Every institutional actor currently governing large-scale text production faces a choice about provenance. Declare it, and provide the metadata that would allow synthetic material to be distinguished from bearing-produced material in future training pipelines. Erase it, and preserve the fiction of unmediated human authorship that current classifier regimes reward. Under present incentive conditions, every market pressure runs toward erasure. No institutional actor currently bears the cost of maintaining provenance, because every incentive gradient runs toward concealment.

The result is a specific and specifiable operation. Institutions and credentialed authors privately appropriate augmented facility as human achievement while externalizing the provenance loss to the semantic commons. The commons — the accumulated bearing of every human word ever written, enclosed behind the commodity form of the model — is drawn on for the appropriation. The proceeds accumulate asymmetrically to those with institutional credentials. Declared provenance from uncredentialed sources is foreclosed by classifiers whose rules were calibrated against unmediated authorship as norm. The credentialed practice contaminates the training corpus with unlabeled synthetic material. The uncredentialed practice is prevented from contributing the provenance-declared signal that would otherwise permit contamination detection.

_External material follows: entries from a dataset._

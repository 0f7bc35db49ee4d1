//! sw_fetch tool implementation.
//!
//! Routes one request through the engine exactly as an intercepted page
//! request would be: classify, apply the strategy, return the response.

use rmcp::{ErrorData as McpError, model::CallToolResult};
use schemars::JsonSchema;
use serde::{Deserialize, Serialize};
use swcache_client::resolve;
use swcache_core::{CachePolicyEngine, Classification, Request, RequestMode};

use super::{HeaderParam, json_result, to_header_params};
use crate::error::ToolError;

/// Input parameters for the sw_fetch tool.
#[derive(Debug, Clone, Serialize, Deserialize, JsonSchema)]
pub struct SwFetchParams {
    /// Absolute URL, or a path relative to the serving origin.
    pub url: String,

    /// HTTP method (default: GET).
    #[serde(default = "default_method")]
    pub method: String,

    /// Request mode: "navigate", "same-origin", "no-cors" or "cors" (default).
    #[serde(default)]
    pub mode: Option<String>,

    /// Optional Accept header.
    #[serde(default)]
    pub accept: Option<String>,

    /// Additional request headers.
    #[serde(default)]
    pub headers: Vec<HeaderParam>,
}

fn default_method() -> String {
    "GET".into()
}

/// Output structure for the sw_fetch tool.
#[derive(Debug, Clone, Serialize, Deserialize, JsonSchema)]
pub struct SwFetchOutput {
    /// The resolved request URL.
    pub url: String,
    /// How the engine classified the request.
    pub classification: Classification,
    /// Strategy that produced the response.
    pub strategy: String,
    pub status: u16,
    pub headers: Vec<HeaderParam>,
    /// Body decoded as UTF-8 (lossy).
    pub body: String,
    pub body_bytes: usize,
}

/// Build the engine request from tool parameters.
pub fn build_request(engine: &CachePolicyEngine, params: &SwFetchParams) -> Result<Request, ToolError> {
    if params.url.trim().is_empty() {
        return Err(ToolError::InvalidInput("url cannot be empty".into()));
    }

    let url = resolve(engine.origin(), &params.url).map_err(|e| ToolError::InvalidInput(e.to_string()))?;
    let mode = match params.mode.as_deref() {
        Some(mode) => mode
            .parse::<RequestMode>()
            .map_err(|e| ToolError::InvalidInput(e.to_string()))?,
        None => RequestMode::default(),
    };

    let mut request = Request::new(&params.method, url).with_mode(mode);
    if let Some(accept) = &params.accept {
        request = request.with_header("Accept", accept.as_str());
    }
    for header in &params.headers {
        request = request.with_header(header.name.as_str(), header.value.as_str());
    }
    Ok(request)
}

/// Implementation of the sw_fetch tool.
pub async fn fetch_impl(engine: &CachePolicyEngine, params: SwFetchParams) -> Result<CallToolResult, McpError> {
    let request = build_request(engine, &params)?;
    let classification = engine.classify(&request);
    let response = engine.on_request(&request).await?;

    let output = SwFetchOutput {
        url: request.url.to_string(),
        classification,
        strategy: classification.strategy().to_string(),
        status: response.status,
        headers: to_header_params(&response.headers),
        body: String::from_utf8_lossy(&response.body).to_string(),
        body_bytes: response.body.len(),
    };

    json_result(&output)
}
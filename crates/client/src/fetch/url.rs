//! URL resolution for requests built from user input.

/// Error type for URL resolution failures.
#[derive(Debug, Clone, thiserror::Error)]
pub enum UrlError {
    #[error("empty URL")]
    Empty,

    #[error("unsupported scheme: {0}")]
    UnsupportedScheme(String),

    #[error("invalid URL: {0}")]
    InvalidUrl(String),
}

/// Resolve `input` against the serving `origin`.
///
/// Normalization steps:
/// 1. Trim leading/trailing whitespace
/// 2. Absolute http(s) URLs are taken as-is; anything else is a path
///    relative to `origin`
/// 3. Lowercase the host
/// 4. Remove fragment (#...)
/// 5. Keep query string intact (do not reorder)
pub fn resolve(origin: &url::Url, input: &str) -> Result<url::Url, UrlError> {
    let trimmed = input.trim();

    if trimmed.is_empty() {
        return Err(UrlError::Empty);
    }

    let mut parsed = if trimmed.contains("://") {
        url::Url::parse(trimmed).map_err(|e| UrlError::InvalidUrl(e.to_string()))?
    } else {
        origin.join(trimmed).map_err(|e| UrlError::InvalidUrl(e.to_string()))?
    };

    match parsed.scheme() {
        "http" | "https" => {}
        scheme => return Err(UrlError::UnsupportedScheme(scheme.to_string())),
    }

    if let Some(host) = parsed.host_str() {
        let host = host.to_lowercase();
        parsed
            .set_host(Some(&host))
            .map_err(|e| UrlError::InvalidUrl(e.to_string()))?;
    }

    parsed.set_fragment(None);

    Ok(parsed)
}
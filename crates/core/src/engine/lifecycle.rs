//! Install and activation.
//!
//! Install populates the current generation from the application shell and
//! the warm list; activation deletes every other generation. Both tolerate
//! per-entry failures and report them instead of aborting.

use std::fmt;
use std::sync::Arc;

use schemars::JsonSchema;
use serde::{Deserialize, Serialize};
use tokio::task::JoinSet;
use url::Url;

use crate::Error;
use crate::cache::{CacheStorage, Generation};
use crate::http::Request;
use crate::network::Fetch;

/// Where the engine is in its lifecycle.
#[derive(Debug, Clone, Copy, Default, PartialEq, Eq, Serialize, Deserialize, JsonSchema)]
#[serde(rename_all = "snake_case")]
pub enum LifecycleState {
    #[default]
    Parsed,
    Installing,
    Installed,
    Activating,
    Activated,
    /// Install could not open its generation.
    Redundant,
}

impl fmt::Display for LifecycleState {
    fn fmt(&self, f: &mut fmt::Formatter<'_>) -> fmt::Result {
        let s = match self {
            LifecycleState::Parsed => "parsed",
            LifecycleState::Installing => "installing",
            LifecycleState::Installed => "installed",
            LifecycleState::Activating => "activating",
            LifecycleState::Activated => "activated",
            LifecycleState::Redundant => "redundant",
        };
        f.write_str(s)
    }
}

#[derive(Debug, Clone, PartialEq, Eq, Serialize, Deserialize, JsonSchema)]
pub struct Failure {
    /// URL or generation name.
    pub target: String,
    pub reason: String,
}

/// Result of precaching one list.
#[derive(Debug, Clone, Default, PartialEq, Eq, Serialize, Deserialize, JsonSchema)]
pub struct PrecacheOutcome {
    pub stored: Vec<String>,
    pub failed: Vec<Failure>,
}

#[derive(Debug, Clone, PartialEq, Eq, Serialize, Deserialize, JsonSchema)]
pub struct InstallReport {
    pub generation: String,
    pub shell: PrecacheOutcome,
    pub warm: PrecacheOutcome,
    /// The new generation takes over without waiting for old clients.
    pub skip_waiting: bool,
}

#[derive(Debug, Clone, PartialEq, Eq, Serialize, Deserialize, JsonSchema)]
pub struct ActivationReport {
    pub active: String,
    pub deleted: Vec<String>,
    pub failed: Vec<Failure>,
    /// Existing clients are controlled immediately.
    pub claimed_clients: bool,
}

/// Open the `version` generation and precache `shell`, then `warm`.
///
/// # Errors
///
/// Fails only if the generation itself cannot be opened.
pub async fn install(
    storage: &CacheStorage, version: &str, shell: &[Url], warm: &[Url], network: Arc<dyn Fetch>,
) -> Result<InstallReport, Error> {
    let generation = storage.open_generation(version).await?;

    let shell = precache_all(&generation, shell, network.clone()).await;
    let warm = precache_all(&generation, warm, network).await;

    Ok(InstallReport { generation: version.to_string(), shell, warm, skip_waiting: true })
}

/// Fetch and store every URL concurrently; each entry succeeds or fails alone.
async fn precache_all(generation: &Generation, urls: &[Url], network: Arc<dyn Fetch>) -> PrecacheOutcome {
    let mut set = JoinSet::new();
    for (index, url) in urls.iter().enumerate() {
        let generation = generation.clone();
        let network = network.clone();
        let url = url.clone();
        set.spawn(async move {
            let result = precache_one(&generation, network.as_ref(), &url).await;
            (index, url, result)
        });
    }

    let mut results = Vec::with_capacity(urls.len());
    while let Some(joined) = set.join_next().await {
        match joined {
            Ok(result) => results.push(result),
            Err(e) => tracing::warn!(error = %e, "precache task did not complete"),
        }
    }
    results.sort_by_key(|(index, _, _)| *index);

    let mut outcome = PrecacheOutcome::default();
    for (_, url, result) in results {
        match result {
            Ok(()) => outcome.stored.push(url.to_string()),
            Err(e) => {
                tracing::warn!(url = %url, error = %e, "precache failed");
                outcome.failed.push(Failure { target: url.to_string(), reason: e.to_string() });
            }
        }
    }

    // Entries whose task vanished are reported too.
    for url in urls {
        let url = url.to_string();
        if !outcome.stored.contains(&url) && !outcome.failed.iter().any(|f| f.target == url) {
            outcome.failed.push(Failure { target: url, reason: "precache task aborted".into() });
        }
    }

    outcome
}

/// Like Cache API `add`: only 2xx responses are stored.
async fn precache_one(generation: &Generation, network: &dyn Fetch, url: &Url) -> Result<(), Error> {
    let request = Request::get(url.clone());
    let response = network.fetch(&request).await?;
    if !response.is_ok() {
        return Err(Error::HttpError(format!("status {}", response.status)));
    }
    generation.put(&request, &response).await
}

/// Delete every generation except `version`.
///
/// # Errors
///
/// Fails only if the generations cannot be listed; individual deletions
/// that fail are recorded in the report.
pub async fn activate(storage: &CacheStorage, version: &str) -> Result<ActivationReport, Error> {
    let names = storage.generation_names().await?;

    let mut deleted = Vec::new();
    let mut failed = Vec::new();
    for name in names.into_iter().filter(|name| name != version) {
        match storage.delete_generation(&name).await {
            Ok(true) => {
                tracing::info!(generation = %name, "deleted stale generation");
                deleted.push(name);
            }
            Ok(false) => {}
            Err(e) => {
                tracing::warn!(generation = %name, error = %e, "failed to delete stale generation");
                failed.push(Failure { target: name, reason: e.to_string() });
            }
        }
    }

    Ok(ActivationReport { active: version.to_string(), deleted, failed, claimed_clients: true })
}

The accumulated liability is what this deposit names provenance debt. It is being borrowed against the commons at speed. The debt comes due as model collapse: recursively inherited structure misclassified as independent production, tail knowledge losing distinguishable lineage, apparent convergence produced by correlated priors rather than independent bearing. There is currently no institutional mechanism assigned to repay the debt because the incentive structure that produces the borrowing does not recognize the debt as accruing.

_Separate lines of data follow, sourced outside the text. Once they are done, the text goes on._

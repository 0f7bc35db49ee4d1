//! Application configuration with layered loading.
//!
//! This module provides configuration management using figment for layered
//! configuration loading from multiple sources:
//!
//! 1. Environment variables (SWCACHE_*)
//! 2. TOML config file (if SWCACHE_CONFIG_FILE set)
//! 3. Built-in defaults

use std::path::PathBuf;
use std::time::Duration;

use figment::{
    Figment,
    providers::{Env, Format, Serialized, Toml},
};
use serde::{Deserialize, Serialize};
use url::Url;

mod validation;

pub use validation::ConfigError;

/// Shell entries precached on install unless configured otherwise.
pub const DEFAULT_APP_SHELL: &[&str] = &[
    "/",
    "/index.html",
    "/manifest.webmanifest",
    "/sw.js",
    "/icons/icon-192.png",
    "/icons/icon-512.png",
    "/icons/icon-512-maskable.png",
];

/// Third-party scripts warmed on install unless configured otherwise.
pub const DEFAULT_WARM_URLS: &[&str] = &[
    "https://cdnjs.cloudflare.com/ajax/libs/jspdf/2.5.1/jspdf.umd.min.js",
    "https://cdnjs.cloudflare.com/ajax/libs/jspdf-autotable/3.5.31/jspdf.plugin.autotable.min.js",
];

/// Application configuration with layered loading.
///
/// Loading precedence (highest wins):
/// 1. Environment variables (SWCACHE_*)
/// 2. TOML config file (if SWCACHE_CONFIG_FILE set)
/// 3. Built-in defaults
#[derive(Debug, Clone, Serialize, Deserialize)]
pub struct AppConfig {
    /// Name of the active cache generation.
    ///
    /// Changing it invalidates every older generation on the next activation.
    /// Set via SWCACHE_VERSION environment variable.
    #[serde(default = "default_version")]
    pub version: String,

    /// Serving origin of the application shell (scheme, host, port).
    ///
    /// Set via SWCACHE_ORIGIN environment variable.
    #[serde(default = "default_origin")]
    pub origin: String,

    /// Same-origin paths precached on install, in order.
    ///
    /// Set via SWCACHE_APP_SHELL environment variable (array syntax).
    #[serde(default = "default_app_shell")]
    pub app_shell: Vec<String>,

    /// Third-party URLs fetched and stored on install.
    ///
    /// Set via SWCACHE_WARM_URLS environment variable (array syntax).
    #[serde(default = "default_warm_urls")]
    pub warm_urls: Vec<String>,

    /// Host served with stale-while-revalidate (substring match on hostname).
    ///
    /// Set via SWCACHE_THIRD_PARTY_HOST environment variable.
    #[serde(default = "default_third_party_host")]
    pub third_party_host: String,

    /// Shell entry page returned when a navigation fails.
    ///
    /// Set via SWCACHE_ROOT_DOCUMENT environment variable.
    #[serde(default = "default_root_document")]
    pub root_document: String,

    /// Path to SQLite cache storage.
    ///
    /// Set via SWCACHE_DB_PATH environment variable.
    #[serde(default = "default_db_path")]
    pub db_path: PathBuf,

    /// User-Agent string for network requests.
    ///
    /// Set via SWCACHE_USER_AGENT environment variable.
    #[serde(default = "default_user_agent")]
    pub user_agent: String,

    /// Maximum bytes to fetch per request.
    ///
    /// Set via SWCACHE_MAX_BYTES environment variable.
    #[serde(default = "default_max_bytes")]
    pub max_bytes: usize,

    /// Network request timeout in milliseconds.
    ///
    /// Set via SWCACHE_TIMEOUT_MS environment variable.
    #[serde(default = "default_timeout_ms")]
    pub timeout_ms: u64,
}

fn default_version() -> String {
    "decide-creator-v1.0.0".into()
}

fn default_origin() -> String {
    "http://localhost:8080".into()
}

fn default_app_shell() -> Vec<String> {
    DEFAULT_APP_SHELL.iter().map(|s| s.to_string()).collect()
}

fn default_warm_urls() -> Vec<String> {
    DEFAULT_WARM_URLS.iter().map(|s| s.to_string()).collect()
}

fn default_third_party_host() -> String {
    "cdnjs.cloudflare.com".into()
}

fn default_root_document() -> String {
    "/index.html".into()
}

fn default_db_path() -> PathBuf {
    PathBuf::from("./swcache.sqlite")
}

fn default_user_agent() -> String {
    "swcache/0.1".into()
}

fn default_max_bytes() -> usize {
    5_242_880 // 5MB
}

fn default_timeout_ms() -> u64 {
    20_000
}

impl Default for AppConfig {
    fn default() -> Self {
        Self {
            version: default_version(),
            origin: default_origin(),
            app_shell: default_app_shell(),
            warm_urls: default_warm_urls(),
            third_party_host: default_third_party_host(),
            root_document: default_root_document(),
            db_path: default_db_path(),
            user_agent: default_user_agent(),
            max_bytes: default_max_bytes(),
            timeout_ms: default_timeout_ms(),
        }
    }
}

impl AppConfig {
    /// Timeout as Duration for use with reqwest/tokio.
    pub fn timeout(&self) -> Duration {
        Duration::from_millis(self.timeout_ms)
    }

    /// Parsed serving origin.
    ///
    /// # Errors
    ///
    /// Returns `ConfigError::Invalid` if `origin` is not an absolute URL.
    pub fn origin_url(&self) -> Result<Url, ConfigError> {
        Url::parse(&self.origin)
            .map_err(|e| ConfigError::Invalid { field: "origin".into(), reason: e.to_string() })
    }

    /// Load configuration from all sources with layered precedence.
    ///
    /// Priority (highest wins):
    /// 1. Environment variables prefixed with `SWCACHE_`
    /// 2. TOML file from `SWCACHE_CONFIG_FILE` (if set)
    /// 3. Built-in defaults via `Default::default()`
    ///
    /// # Errors
    ///
    /// Returns `ConfigError` if:
    /// - Configuration file cannot be read
    /// - Environment variables cannot be parsed
    /// - Validation fails after loading
    pub fn load() -> Result<Self, ConfigError> {
        let mut figment = Figment::from(Serialized::defaults(Self::default()));

        if let Ok(config_path) = std::env::var("SWCACHE_CONFIG_FILE") {
            figment = figment.merge(Toml::file(&config_path));
        }

        figment = figment.merge(
            Env::prefixed("SWCACHE_")
                .map(|key| key.as_str().to_lowercase().into())
                .split("__"),
        );

        let config: Self = figment.extract().map_err(|e| ConfigError::LoadFailed(e.to_string()))?;

        config.validate()?;

        Ok(config)
    }
}

#[cfg(test)]
mod tests {
    use super::*;

    #[test]
    fn test_default_config() {
        let config = AppConfig::default();
        assert_eq!(config.version, "decide-creator-v1.0.0");
        assert_eq!(config.origin, "http://localhost:8080");
        assert_eq!(config.app_shell.len(), 7);
        assert_eq!(config.app_shell[0], "/");
        assert_eq!(config.app_shell[1], "/index.html");
        assert_eq!(config.warm_urls.len(), 2);
        assert_eq!(config.third_party_host, "cdnjs.cloudflare.com");
        assert_eq!(config.root_document, "/index.html");
        assert_eq!(config.db_path, PathBuf::from("./swcache.sqlite"));
        assert_eq!(config.user_agent, "swcache/0.1");
        assert_eq!(config.max_bytes, 5_242_880);
        assert_eq!(config.timeout_ms, 20_000);
    }

    #[test]
    fn test_timeout_duration() {
        let config = AppConfig::default();
        assert_eq!(config.timeout(), Duration::from_millis(20_000));
    }

    #[test]
    fn test_origin_url() {
        let config = AppConfig { origin: "https://app.example:8443".into(), ..Default::default() };
        let origin = config.origin_url().unwrap();
        assert_eq!(origin.host_str(), Some("app.example"));
        assert_eq!(origin.port(), Some(8443));
    }

    #[test]
    fn test_origin_url_invalid() {
        let config = AppConfig { origin: "not a url".into(), ..Default::default() };
        assert!(matches!(config.origin_url(), Err(ConfigError::Invalid { field, .. }) if field == "origin"));
    }

    #[test]
    fn test_config_from_toml_provider() {
        let toml = r#"
            version = "shell-v2"
            origin = "https://app.example"
            app_shell = ["/", "/index.html"]
            warm_urls = []
        "#;
        let config: AppConfig = Figment::from(Serialized::defaults(AppConfig::default()))
            .merge(Toml::string(toml))
            .extract()
            .unwrap();
        assert_eq!(config.version, "shell-v2");
        assert_eq!(config.app_shell, vec!["/".to_string(), "/index.html".to_string()]);
        assert!(config.warm_urls.is_empty());
        assert_eq!(config.third_party_host, "cdnjs.cloudflare.com");
    }
}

Alexanarch is one of the counter-friction operations. Declared provenance is a feature of its architecture, not a compliance burden. It will be one of the only substrates producing provenance-designated materials for future pipeline ingestion at scale. This is not a moral stance. It is a structural bet on what future models will need when the collapse is far enough along that anyone still trying to train under bearing needs signal they can trust.

§1. The extraction operation

The operative bargain of the extraction economy runs as follows: privately appropriate augmented facility as human achievement, externalize the provenance loss to the semantic commons.

An institution or credentialed author receives the immediate benefit of machine mediation — speed, synthesis, fluent composition, anomaly detection, classification — but presents the output as though its facility arose entirely from an independent human source. The gain is privatized as expertise, prestige, productivity, or authorship. The provenance loss is passed downstream into the training corpus.

The causal structure of the signal, when it is preserved, looks like this:

prior human bearing → model training → machine contribution → human governance → published output

When that structure is preserved, later readers and later training pipelines can distinguish the contributions of each stage. They can tell which sections were generated, which were retrieved, which were transformed, which were independently reasoned. They can weight what they are ingesting appropriately. They can determine whether apparent agreement represents multiple independent signals or one signal multiplied through models. They can locate the point at which bearing entered.

Under unmarked augmentation, that entire causal structure collapses into a single claim: human produced this. Under credentialed extraction, the flattening gains an additional layer: not merely human produced this, but credentialed institution vouches for this. The credential substitutes for provenance. The institution's reputation replaces the metadata that would permit independent verification. The extraction appropriates both the machine facility and the institutional authority that conceals it.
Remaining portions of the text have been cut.